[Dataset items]

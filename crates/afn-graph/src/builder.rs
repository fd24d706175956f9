//! Incremental network builder.

use std::collections::HashMap;

use afn_core::constants::{REFERENCE_HUMIDITY_RATIO, REFERENCE_PRESSURE_PA, REFERENCE_TEMPERATURE_C};
use afn_core::{ElementId, LinkId, NodeId, ensure_finite};
use afn_elements::{Element, FlowElement};
use afn_props::{AirProperties, ThermoState};

use crate::error::{GraphError, GraphResult, LoadReport};
use crate::graph::{Link, Network, Node, NodeKind};
use crate::indexing::simulated_first_order;
use crate::validate::orient_link;

/// Node record as delivered by a loader.
#[derive(Debug, Clone, PartialEq)]
pub struct NodeSpec {
    pub name: String,
    pub kind: NodeKind,
    pub height: f64,
    /// Gauge pressure [Pa].
    pub pressure: f64,
    pub volume: f64,
    /// Temperature [°C].
    pub temperature: f64,
    /// Absolute barometric pressure [Pa] used for the air state.
    pub barometric_pressure: f64,
    pub humidity_ratio: f64,
}

impl NodeSpec {
    pub fn new(name: impl Into<String>, kind: NodeKind) -> Self {
        Self {
            name: name.into(),
            kind,
            height: 0.0,
            pressure: 0.0,
            volume: 1.0,
            temperature: REFERENCE_TEMPERATURE_C,
            barometric_pressure: REFERENCE_PRESSURE_PA,
            humidity_ratio: REFERENCE_HUMIDITY_RATIO,
        }
    }

    pub fn height(mut self, height: f64) -> Self {
        self.height = height;
        self
    }

    pub fn pressure(mut self, pressure: f64) -> Self {
        self.pressure = pressure;
        self
    }

    pub fn volume(mut self, volume: f64) -> Self {
        self.volume = volume;
        self
    }

    pub fn temperature(mut self, temperature: f64) -> Self {
        self.temperature = temperature;
        self
    }

    pub fn barometric_pressure(mut self, pressure: f64) -> Self {
        self.barometric_pressure = pressure;
        self
    }

    pub fn humidity_ratio(mut self, humidity_ratio: f64) -> Self {
        self.humidity_ratio = humidity_ratio;
        self
    }
}

/// Link record as delivered by a loader. Nodes and element are referenced by name.
#[derive(Debug, Clone, PartialEq)]
pub struct LinkSpec {
    pub name: String,
    pub element: String,
    /// `(node name, height relative to that node)` for both ends.
    pub nodes: [(String, f64); 2],
    pub multiplier: f64,
    pub control: f64,
    pub added_pressure: f64,
}

impl LinkSpec {
    pub fn new(
        name: impl Into<String>,
        element: impl Into<String>,
        node0: impl Into<String>,
        node1: impl Into<String>,
    ) -> Self {
        Self {
            name: name.into(),
            element: element.into(),
            nodes: [(node0.into(), 0.0), (node1.into(), 0.0)],
            multiplier: 1.0,
            control: 1.0,
            added_pressure: 0.0,
        }
    }

    pub fn heights(mut self, height0: f64, height1: f64) -> Self {
        self.nodes[0].1 = height0;
        self.nodes[1].1 = height1;
        self
    }

    pub fn multiplier(mut self, multiplier: f64) -> Self {
        self.multiplier = multiplier;
        self
    }

    pub fn control(mut self, control: f64) -> Self {
        self.control = control;
        self
    }

    pub fn added_pressure(mut self, added_pressure: f64) -> Self {
        self.added_pressure = added_pressure;
        self
    }
}

/// Builder collecting elements, nodes and links.
///
/// Nothing is validated until `build()`, which reports every problem in one
/// `LoadReport` rather than stopping at the first.
pub struct NetworkBuilder {
    props: Box<dyn AirProperties>,
    elements: Vec<Element>,
    nodes: Vec<NodeSpec>,
    links: Vec<LinkSpec>,
    report: LoadReport,
}

impl NetworkBuilder {
    pub fn new(props: impl AirProperties + 'static) -> Self {
        Self::with_boxed_properties(Box::new(props))
    }

    pub fn with_boxed_properties(props: Box<dyn AirProperties>) -> Self {
        Self {
            props,
            elements: Vec::new(),
            nodes: Vec::new(),
            links: Vec::new(),
            report: LoadReport::default(),
        }
    }

    /// Properties to construct elements with.
    pub fn props(&self) -> &dyn AirProperties {
        self.props.as_ref()
    }

    pub fn add_element(&mut self, element: impl Into<Element>) -> &mut Self {
        self.elements.push(element.into());
        self
    }

    pub fn add_node(&mut self, spec: NodeSpec) -> &mut Self {
        self.nodes.push(spec);
        self
    }

    pub fn add_link(&mut self, spec: LinkSpec) -> &mut Self {
        self.links.push(spec);
        self
    }

    /// Loaders record their own problems here so they are reported together.
    pub fn report_mut(&mut self) -> &mut LoadReport {
        &mut self.report
    }

    /// Validate and freeze the network.
    pub fn build(self) -> GraphResult<Network> {
        let NetworkBuilder {
            props,
            elements,
            nodes: node_specs,
            links: link_specs,
            mut report,
        } = self;

        let mut element_lookup = HashMap::new();
        for (i, element) in elements.iter().enumerate() {
            if element_lookup
                .insert(element.name().to_string(), ElementId::from_index(i))
                .is_some()
            {
                report.error(format!("Element \"{}\" is defined more than once", element.name()));
            }
        }

        let kinds: Vec<NodeKind> = node_specs.iter().map(|n| n.kind).collect();
        let order = simulated_first_order(&kinds);
        let mut nodes = Vec::with_capacity(node_specs.len());
        let mut node_lookup = HashMap::new();
        for (index, &old) in order.iter().enumerate() {
            let spec = &node_specs[old];
            let id = NodeId::from_index(index);
            if spec.name.is_empty() {
                report.error(format!("Node #{} does not have an ID", old + 1));
            } else if node_lookup.insert(spec.name.clone(), id).is_some() {
                report.error(format!("Node \"{}\" is defined more than once", spec.name));
            }
            for (what, value) in [
                ("height", spec.height),
                ("pressure", spec.pressure),
                ("temperature", spec.temperature),
            ] {
                if let Err(e) = ensure_finite(value, what) {
                    report.error(format!("Node \"{}\": {e}", spec.name));
                }
            }
            nodes.push(Node {
                id,
                name: spec.name.clone(),
                kind: spec.kind,
                height: spec.height,
                pressure: spec.pressure,
                volume: spec.volume,
                state: ThermoState::new(
                    props.as_ref(),
                    spec.barometric_pressure,
                    spec.temperature,
                    spec.humidity_ratio,
                ),
            });
        }
        let variable_count = nodes.iter().filter(|n| n.is_variable()).count();

        let mut links = Vec::with_capacity(link_specs.len());
        let mut link_lookup = HashMap::new();
        for (count, spec) in link_specs.into_iter().enumerate() {
            if spec.name.is_empty() {
                report.error(format!("Link #{} does not have an ID", count + 1));
                continue;
            }
            let id = LinkId::from_index(links.len());
            if link_lookup.insert(spec.name.clone(), id).is_some() {
                report.error(format!("Link \"{}\" is defined more than once", spec.name));
                continue;
            }

            let element = element_lookup.get(&spec.element).copied();
            if element.is_none() {
                report.error(format!(
                    "Link \"{}\" references nonexistent element \"{}\"",
                    spec.name, spec.element
                ));
            }
            let ends = spec.nodes.each_ref().map(|(node, _)| {
                let found = node_lookup.get(node).copied();
                if found.is_none() {
                    report.error(format!(
                        "Link \"{}\" references nonexistent node \"{}\"",
                        spec.name, node
                    ));
                }
                found
            });
            if spec.multiplier.is_nan() || spec.multiplier <= 0.0 {
                report.error(format!(
                    "Link \"{}\" has non-positive multiplier {}",
                    spec.name, spec.multiplier
                ));
            }

            let (Some(element), [Some(a), Some(b)]) = (element, ends) else {
                continue;
            };
            let (na, nb) = (&nodes[a.index()], &nodes[b.index()]);
            let Some((i, j, swapped)) = orient_link(
                &spec.name,
                [
                    (na.index(), na.kind, na.name.as_str()),
                    (nb.index(), nb.kind, nb.name.as_str()),
                ],
                &mut report,
            ) else {
                continue;
            };
            let (height0, height1) = if swapped {
                (spec.nodes[1].1, spec.nodes[0].1)
            } else {
                (spec.nodes[0].1, spec.nodes[1].1)
            };
            // Reversing the link reverses the sign of the imposed rise.
            let added_pressure = if swapped {
                -spec.added_pressure
            } else {
                spec.added_pressure
            };

            links.push(Link {
                id,
                name: spec.name,
                node0: NodeId::from_index(i),
                node1: NodeId::from_index(j),
                element,
                height0,
                height1,
                skyline_index: None,
                multiplier: spec.multiplier,
                control: spec.control,
                added_pressure,
                stack_pressure: 0.0,
                delta_p: 0.0,
                flow: 0.0,
                flow0: 0.0,
                flow1: 0.0,
                nf: 1,
            });
        }

        if report.has_errors() {
            return Err(GraphError::Load(report));
        }

        tracing::debug!(
            nodes = nodes.len(),
            simulated = variable_count,
            links = links.len(),
            "network built"
        );

        Ok(Network {
            props,
            nodes,
            links,
            elements,
            node_lookup,
            link_lookup,
            variable_count,
            warnings: report.warnings,
        })
    }
}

WHAT TO PRODUCE:
If a line of the entries above holds "NodeSpec", count it, then report the total alone.

REPLY:
4